### Stored items
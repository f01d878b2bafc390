//! httpcore - High-performance, allocation-minimizing HTTP/1.1 server engine
//!
//! A performance-oriented HTTP/1.1 engine with comprehensive configuration
//! for memory management, connection handling, and protocol limits.
//! Designed for microservices requiring fine-grained control over resources.
//!
//! # Protocol Support
//!
//! - **HTTP/1.1 only**: persistent connections, pipelining, chunked
//!   transfer-encoding. Earlier protocol versions are rejected outright.
//!
//! # Features
//!
//! ## Security & Protection
//! - **Built-in DoS/DDoS protection** - enabled by default, with no performance penalty.
//! - **Fully configurable limits and timeouts** for requests, responses, and connections.
//! - **Custom connection filtering** - implement the [`ConnectionFilter`] trait to
//!   reject unwanted connections at the TCP level.
//!
//! ## Performance & Memory
//! - **Allocation-minimizing** - pooled buffers and zero-copy parsing, with
//!   inline header storage that spills to the heap only past its cap.
//! - **Pre-allocated memory for each connection** - linear and transparent scaling.
//!
//! ## Production Ready
//! - **Graceful performance degradation** - automatic 503 responses when overloaded.
//! - **Custom error format** - structured JSON (with codes/descriptions) or a
//!   plain HTTP response, selected via
//!   [`ServerLimits::json_errors`](crate::limits::ServerLimits::json_errors).
//! - **Resource protection** - automatic closure of connections exceeding set limits.
//! - **Storing data between requests** - ability to store data between requests in a
//!   single connection using the [`ConnectionData`] trait.
//!
//! # Quick Start
//!
//! ## 1. Installation
//!
//! Add `httpcore` and [`tokio`](https://crates.io/crates/tokio) to your `Cargo.toml`:
//!
//! ```bash
//! cargo add httpcore tokio --features tokio/full
//! ```
//! Or manually:
//! ```toml
//! [dependencies]
//! httpcore = "0.1"
//! tokio = { version = "1", features = ["full"] }
//! ```
//!
//! ## 2. Usage example
//! ```no_run
//! use httpcore::{Server, Handler, Request, Response, Handled, StatusCode};
//! use tokio::net::TcpListener;
//!
//! struct MyHandler;
//!
//! impl Handler for MyHandler {
//!     async fn handle(&self, _: &mut (), _: &Request, resp: &mut Response) -> Handled {
//!         resp.status(StatusCode::Ok).body("Hello World!")
//!     }
//! }
//!
//! #[tokio::main]
//! async fn main() {
//!     Server::builder()
//!         .listener(TcpListener::bind("127.0.0.1:8080").await.unwrap())
//!         .handler(MyHandler)
//!         .build()
//!         .launch()
//!         .await;
//! }
//! ```
//!
//! # Use Cases
//!
//! - **High-throughput microservices** - configurable for specific workloads
//! - **Resource-constrained environments** - predictable memory usage
//! - **Internal APIs** - security-conscious defaults
//! - **Performance-critical applications** - allocation-minimizing design
pub(crate) mod http {
    pub mod query;
    pub(crate) mod chunked;
    pub(crate) mod headers;
    pub(crate) mod request;
    pub(crate) mod response;
    pub(crate) mod types;
}
pub(crate) mod server {
    pub(crate) mod connection;
    pub(crate) mod server_impl;
}
pub(crate) mod errors;
pub(crate) mod log;
pub mod limits;

pub use crate::{
    http::{
        query,
        request::Request,
        response::{
            write::{BodyWriter, WriteBuffer},
            Handled, Response,
        },
        types::{Method, StatusCode, Url, Version},
    },
    server::{
        connection::{ConnectionData, ConnectionFilter},
        server_impl::{Handler, Server, ServerBuilder},
    },
};

#[doc(hidden)]
pub fn run_test<F: FnOnce(&Request, &mut Response) -> Handled>(f: F) {
    f(
        &Request::new(&crate::limits::ReqLimits::default()),
        &mut Response::new(&crate::limits::RespLimits::default()),
    );
}

#[doc(hidden)]
#[macro_export]
macro_rules! impt_default_handler {
    ($name:ident) => {
        use httpcore::{Handled, Handler, Request, Response, StatusCode};
        struct $name;

        // `<()>` to check functionality
        impl Handler<()> for $name {
            async fn handle(&self, _: &mut (), _: &Request, resp: &mut Response) -> Handled {
                resp.status(StatusCode::Ok).body("Hello world!")
            }
        }
    };
}
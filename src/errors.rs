use crate::query;
use std::{error, fmt, io};

/// Classifies every way a connection's parse/handle/write cycle can fail.
///
/// Each non-[`ErrorKind::CleanEof`] variant carries a precompiled response
/// the connection loop can write back before closing, produced by
/// [`ErrorKind::as_response`].
#[derive(Debug, PartialEq)]
pub enum ErrorKind {
    /// Reader closed with zero bytes buffered. Not an error: a normal
    /// idle-connection shutdown. Never turned into a response.
    CleanEof,

    InvalidMethod,
    InvalidUrl,
    #[allow(dead_code)]
    Query(query::Error),

    /// Request-line or header block exceeded its configured byte cap.
    HeaderTooLarge,
    /// Non-`HTTP/1.1` request-line protocol token.
    UnsupportedProtocol,
    /// Malformed request-line token, missing CRLF, or other structural defect.
    BadRequest,
    /// CR or LF found inside a header name/value (request smuggling attempt)
    /// or another header-syntax violation.
    InvalidHeader,
    InvalidContentLength,
    InvalidConnection,

    /// Chunk-size line is not hex, missing its terminating CRLF, or a
    /// chunk's trailing CRLF didn't match.
    MalformedChunk,
    /// Declared or accumulated body size exceeded its configured cap.
    PayloadTooLarge,
    #[allow(dead_code)]
    BodyMismatch { expected: usize, available: usize },

    /// A [`Response::body_bounded`](crate::Response::body_bounded) write
    /// pushed the body past the length it declared up front.
    ContentLengthOverflow,

    /// Handler returned an error after already committing a response.
    HandlerError,
    /// Read or write on the underlying endpoint failed outside normal
    /// protocol flow.
    EndpointError,
    /// Read deadline exceeded while waiting for the next pipelined request.
    Timeout,

    ServiceUnavailable,
    Io(IoError),
}

macro_rules! http_errors {
    ($($name:ident: $status_code:expr, $len:literal => $json:literal; )*) => {
        /// Precompiled `HTTP/1.1` response bytes for this error kind, or
        /// `None` for kinds that never reach the wire (e.g. [`ErrorKind::CleanEof`],
        /// [`ErrorKind::EndpointError`]).
        ///
        /// `json` selects between a structured JSON body
        /// ([`ServerLimits::json_errors`](crate::limits::ServerLimits::json_errors)
        /// `true`) and a bodyless plain response (`false`).
        pub(crate) const fn as_response(&self, json: bool) -> Option<&'static [u8]> {
            match (self, json) { $(
                (Self::$name { .. }, true) => Some(concat!(
                    "HTTP/1.1 ", $status_code, "\r\n",
                    "connection: close\r\n",
                    "content-length: ", $len, "\r\n",
                    "content-type: application/json\r\n",
                    "\r\n",
                    $json
                ).as_bytes()),
                (Self::$name { .. }, false) => Some(concat!(
                    "HTTP/1.1 ", $status_code, "\r\n",
                    "connection: close\r\n",
                    "content-length: 0\r\n",
                    "\r\n",
                ).as_bytes()),
            )* _ => None }
        }
    };
}

impl ErrorKind {
    http_errors! {
        InvalidMethod: "400 Bad Request", "55"
            => r#"{"error":"Invalid HTTP method","code":"INVALID_METHOD"}"#;
        InvalidUrl: "400 Bad Request", "51"
            => r#"{"error":"Invalid URL format","code":"INVALID_URL"}"#;
        Query: "400 Bad Request", "55"
            => r#"{"error":"Invalid query string","code":"INVALID_QUERY"}"#;

        HeaderTooLarge: "431 Request Header Fields Too Large", "54"
            => r#"{"error":"Request header fields too large","code":"HEADER_TOO_LARGE"}"#;
        UnsupportedProtocol: "505 HTTP Version Not Supported", "67"
            => r#"{"error":"HTTP version not supported","code":"UNSUPPORTED_PROTOCOL"}"#;
        BadRequest: "400 Bad Request", "49"
            => r#"{"error":"Malformed request","code":"BAD_REQUEST"}"#;
        InvalidHeader: "400 Bad Request", "57"
            => r#"{"error":"Invalid header format","code":"INVALID_HEADER"}"#;
        InvalidContentLength: "400 Bad Request", "66"
            => r#"{"error":"Invalid Content-Length","code":"INVALID_CONTENT_LENGTH"}"#;
        InvalidConnection: "400 Bad Request", "65"
            => r#"{"error":"Invalid Connection header","code":"INVALID_CONNECTION"}"#;

        MalformedChunk: "400 Bad Request", "58"
            => r#"{"error":"Malformed chunked body","code":"MALFORMED_CHUNK"}"#;
        PayloadTooLarge: "413 Payload Too Large", "58"
            => r#"{"error":"Request body too large","code":"BODY_TOO_LARGE"}"#;
        BodyMismatch: "400 Bad Request", "55"
            => r#"{"error":"Body length mismatch","code":"BODY_MISMATCH"}"#;

        ContentLengthOverflow: "500 Internal Server Error", "66"
            => r#"{"error":"Response exceeded Content-Length","code":"LENGTH_OVERFLOW"}"#;

        HandlerError: "500 Internal Server Error", "51"
            => r#"{"error":"Handler error","code":"HANDLER_ERROR"}"#;

        ServiceUnavailable: "503 Service Unavailable", "72"
            => r#"{"error":"Service temporarily unavailable","code":"SERVICE_UNAVAILABLE"}"#;
        Io: "503 Service Unavailable", "48"
            => r#"{"error":"I/O error occurred","code":"IO_ERROR"}"#;
    }

    /// Whether this kind indicates the underlying endpoint is no longer usable
    /// for a best-effort response (no `WriteHeader` attempt should be made).
    pub(crate) const fn is_silent(&self) -> bool {
        matches!(self, Self::CleanEof | Self::EndpointError | Self::Timeout)
    }
}

impl error::Error for ErrorKind {}
impl fmt::Display for ErrorKind {
    fn fmt(&self, f: &mut fmt::Formatter<'_>) -> fmt::Result {
        write!(f, "{:?}", self)
    }
}

impl From<query::Error> for ErrorKind {
    fn from(err: query::Error) -> Self {
        ErrorKind::Query(err)
    }
}
impl From<io::Error> for ErrorKind {
    fn from(err: io::Error) -> Self {
        if err.kind() == io::ErrorKind::TimedOut {
            return ErrorKind::Timeout;
        }
        ErrorKind::Io(IoError(err))
    }
}

#[derive(Debug)]
pub(crate) struct IoError(pub(crate) io::Error);

impl PartialEq for IoError {
    fn eq(&self, other: &Self) -> bool {
        self.0.kind() == other.0.kind()
    }
}
#[cfg(test)]
mod integration_tests {
    use super::*;
    use crate::tools::*;

    #[test]
    fn full_sequence_with_close() {
        let mut resp = Response::new(&RespLimits::default());
        let result = [
            "HTTP/1.1 302 Found\r\n",
            "HTTP/1.1 302 Found\r\nlocation: /api/update\r\n",
            "connection: close\r\ncontent-length: 0000000011\r\n\r\nSample body",
        ];

        assert_eq!(resp.buffer, []);
        assert_eq!(resp.state, ResponseState::Clean);

        resp.status(StatusCode::Found);
        assert_eq!(str_op(&resp.buffer), result[0]);
        assert_eq!(resp.state, ResponseState::Headers);

        resp.header("location", "/api/update");
        assert_eq!(str_op(&resp.buffer), result[1]);
        assert_eq!(resp.state, ResponseState::Headers);

        assert_eq!(resp.keep_alive, true);
        resp.close();
        assert_eq!(resp.keep_alive, false);
        assert_eq!(str_op(&resp.buffer), result[1]);
        assert_eq!(resp.state, ResponseState::Headers);

        resp.body("Sample body");
        assert_eq!(str_op(&resp.buffer), result[1].to_owned() + result[2]);
        assert_eq!(resp.state, ResponseState::Complete);
    }

    #[test]
    fn full_sequence() {
        let mut resp = Response::new(&RespLimits::default());
        let result = [
            "HTTP/1.1 302 Found\r\n",
            "HTTP/1.1 302 Found\r\nlocation: /api/update\r\n",
            "content-length: 0000000011\r\n\r\nSample body",
        ];

        assert_eq!(resp.buffer, []);
        assert_eq!(resp.state, ResponseState::Clean);

        resp.status(StatusCode::Found);
        assert_eq!(str_op(&resp.buffer), result[0]);
        assert_eq!(resp.state, ResponseState::Headers);

        resp.header("location", "/api/update");
        assert_eq!(str_op(&resp.buffer), result[1]);
        assert_eq!(resp.state, ResponseState::Headers);

        resp.body("Sample body");
        assert_eq!(str_op(&resp.buffer), result[1].to_owned() + result[2]);
        assert_eq!(resp.state, ResponseState::Complete);
    }

    #[test]
    fn minimal_sequence_with_close() {
        let mut resp = Response::new(&RespLimits::default());
        let result = [
            "HTTP/1.1 302 Found\r\n",
            "connection: close\r\ncontent-length: 0000000011\r\n\r\nSample body",
        ];

        assert_eq!(resp.buffer, []);
        assert_eq!(resp.state, ResponseState::Clean);

        resp.status(StatusCode::Found);
        assert_eq!(str_op(&resp.buffer), result[0]);
        assert_eq!(resp.state, ResponseState::Headers);

        assert_eq!(resp.keep_alive, true);
        resp.close();
        assert_eq!(resp.keep_alive, false);
        assert_eq!(str_op(&resp.buffer), result[0]);
        assert_eq!(resp.state, ResponseState::Headers);

        resp.body("Sample body");
        assert_eq!(str_op(&resp.buffer), result[0].to_owned() + result[1]);
        assert_eq!(resp.state, ResponseState::Complete);
    }

    #[test]
    fn minimal_sequence() {
        let mut resp = Response::new(&RespLimits::default());
        let result = [
            "HTTP/1.1 302 Found\r\n",
            "content-length: 0000000011\r\n\r\nSample body",
        ];

        assert_eq!(resp.buffer, []);
        assert_eq!(resp.state, ResponseState::Clean);

        resp.status(StatusCode::Found);
        assert_eq!(str_op(&resp.buffer), result[0]);
        assert_eq!(resp.state, ResponseState::Headers);

        resp.body("Sample body");
        assert_eq!(str_op(&resp.buffer), result[0].to_owned() + result[1]);
        assert_eq!(resp.state, ResponseState::Complete);
    }
}
use httpcore::{ConnectionData, Handled, Handler, Request, Response, Server, StatusCode};
use tokio::net::TcpListener;

struct MyHandler;

struct Counter(usize);

impl ConnectionData for Counter {
    fn new() -> Self {
        Counter(0)
    }

    fn reset(&mut self) {
        self.0 = 0;
    }
}

impl Handler<Counter> for MyHandler {
    async fn handle(&self, counter: &mut Counter, _: &Request, resp: &mut Response) -> Handled {
        counter.0 += 1;

        resp.status(StatusCode::Ok)
            .header("Content-Type", "application/json")
            .body(format!(r#"{{"count_request": {}}}"#, counter.0))
    }
}

#[tokio::main]
async fn main() {
    Server::builder()
        .listener(TcpListener::bind("127.0.0.1:8080").await.unwrap())
        .handler(MyHandler)
        .build()
        .launch()
        .await;
}
#![allow(unused)]
//! Thin facade over the optional `log` dependency. Every call site uses
//! these macros instead of `::log::*` directly so the crate compiles
//! (as silent no-ops) with the `log` feature disabled.

macro_rules! trace {
    ($($tt:tt)*) => {
        #[cfg(feature = "log")]
        ::log::trace!($($tt)*);
    };
}

macro_rules! debug {
    ($($tt:tt)*) => {
        #[cfg(feature = "log")]
        ::log::debug!($($tt)*);
    };
}

macro_rules! warning {
    ($($tt:tt)*) => {
        #[cfg(feature = "log")]
        ::log::warn!($($tt)*);
    };
}

macro_rules! error {
    ($($tt:tt)*) => {
        #[cfg(feature = "log")]
        ::log::error!($($tt)*);
    };
}

pub(crate) use {debug, error, trace, warning};
// If you don't like using HttpConnection instead of transmitting all the
// values, then you can't even imagine what happened here...
// It's a pity now that you can understand this code (when passing all the
//  values, I didn't understand it myself):(
impl<H: Handler<S>, S: ConnectionData> HttpConnection<H, S> {
    /// Parses one request off `stream`, reading further bytes as needed for
    /// the header block and, separately, the body. Bytes read past the
    /// request's terminator are retained in [`Parser::tail`] and consumed
    /// first by the next call — the pipelining hook.
    pub(crate) async fn parse(&mut self, stream: &mut TcpStream) -> Result<(), ErrorKind> {
        match self.read_headers(stream).await {
            Ok(()) => {}
            Err(e) => return Err(e),
        }

        self.parse_method()?;
        self.parse_url()?;
        self.check_version()?;
        self.parse_headers()?;
        self.read_body(stream).await?;

        Ok(())
    }

    /// Fills [`Parser::header_buf`] until a bare `CRLF CRLF` terminator is
    /// found, carrying over any bytes already buffered from a previous
    /// pipelined parse.
    async fn read_headers(&mut self, stream: &mut TcpStream) -> Result<(), ErrorKind> {
        let parser = &mut self.parser;
        parser.position = 0;
        parser.header_filled = 0;

        if !parser.tail.is_empty() {
            let take = parser.tail.len().min(parser.header_buf.len());
            parser.header_buf[..take].copy_from_slice(&parser.tail[..take]);
            parser.header_filled = take;
            parser.tail.drain(..take);
        }

        let mut searched_from = 0usize;
        loop {
            if let Some(end) = parser.find_terminator(searched_from) {
                // Anything past the terminator belongs to the body or to the
                // next pipelined request; stash it and trim header_filled so
                // later header parsing never looks past it.
                if parser.header_filled > end {
                    parser.tail.extend_from_slice(&parser.header_buf[end..parser.header_filled]);
                }
                parser.header_filled = end;
                return Ok(());
            }
            searched_from = parser.header_filled.saturating_sub(3);

            if parser.header_filled >= parser.header_buf.len() {
                return Err(ErrorKind::HeaderTooLarge);
            }

            let dst = &mut parser.header_buf[parser.header_filled..];
            let read = match timeout(self.conn_limits.keep_alive_timeout, stream.read(dst)).await {
                Ok(r) => r?,
                Err(_) => return Err(ErrorKind::Timeout),
            };

            if read == 0 {
                return Err(if parser.header_filled == 0 {
                    ErrorKind::CleanEof
                } else {
                    ErrorKind::BadRequest
                });
            }
            parser.header_filled += read;
        }
    }

    /// Reads the request body, if any, following the semantics derived by
    /// [`HttpConnection::parse_headers`]'s Content-Length/Transfer-Encoding
    /// handling. Leaves any bytes past the body (the next pipelined
    /// request's header block) in [`Parser::tail`].
    async fn read_body(&mut self, stream: &mut TcpStream) -> Result<(), ErrorKind> {
        if self.request.is_chunked {
            return self.read_chunked_body(stream).await;
        }

        let Some(len) = self.request.headers.content_length else {
            self.request.body = None;
            return Ok(());
        };

        let parser = &mut self.parser;
        while parser.tail.len() < len {
            let mut scratch = [0u8; 4096];
            let want = (len - parser.tail.len()).min(scratch.len());
            let read = match timeout(
                self.conn_limits.keep_alive_timeout,
                stream.read(&mut scratch[..want]),
            )
            .await
            {
                Ok(r) => r?,
                Err(_) => return Err(ErrorKind::Timeout),
            };
            if read == 0 {
                return Err(ErrorKind::BodyMismatch {
                    expected: len,
                    available: parser.tail.len(),
                });
            }
            parser.tail.extend_from_slice(&scratch[..read]);
        }

        // Copy out before draining `tail` — `tail` keeps growing/shrinking
        // across pipelined requests, so a slice straight into it would
        // dangle the moment the next request's bytes are appended.
        parser.body_decoded.clear();
        parser.body_decoded.extend_from_slice(&parser.tail[..len]);
        parser.tail.drain(..len);

        // SAFETY: `body_decoded` is pooled on the Parser and stable until
        // the next `Request::reset`, by which point the handler has returned.
        let body: &'static [u8] = unsafe { mem::transmute(parser.body_decoded.as_slice()) };
        self.request.body = Some(body);
        Ok(())
    }

    async fn read_chunked_body(&mut self, stream: &mut TcpStream) -> Result<(), ErrorKind> {
        let mut decoder = ChunkedDecoder::new(self.req_limits.max_chunk_size, self.req_limits.body_size);
        let parser = &mut self.parser;
        parser.body_decoded.clear();

        loop {
            let consumed = decoder.decode(&parser.tail, &mut parser.body_decoded)?;
            parser.tail.drain(..consumed);
            if decoder.is_done() {
                break;
            }

            let mut scratch = [0u8; 4096];
            let read = match timeout(self.conn_limits.keep_alive_timeout, stream.read(&mut scratch)).await
            {
                Ok(r) => r?,
                Err(_) => return Err(ErrorKind::Timeout),
            };
            if read == 0 {
                return Err(ErrorKind::MalformedChunk);
            }
            parser.tail.extend_from_slice(&scratch[..read]);
        }

        // SAFETY: see `read_body` — `body_decoded` is pooled on the Parser
        // and stable until the next reset.
        let body: &'static [u8] = unsafe { mem::transmute(parser.body_decoded.as_slice()) };
        self.request.body = Some(body);
        Ok(())
    }
}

### TASK REQUIREMENTS
In the entries above, the lines between the one holding "responses when overloaded." and the one holding "exceeding set limits.", inclusive, are to be printed exactly as written, and those alone.

### FINISHED TASK
//! - **Graceful performance degradation** - automatic 503 responses when overloaded.
//! - **Custom error format** - structured JSON (with codes/descriptions) or a
//!   plain HTTP response, selected via
//!   [`ServerLimits::json_errors`](crate::limits::ServerLimits::json_errors).
//! - **Resource protection** - automatic closure of connections exceeding set limits.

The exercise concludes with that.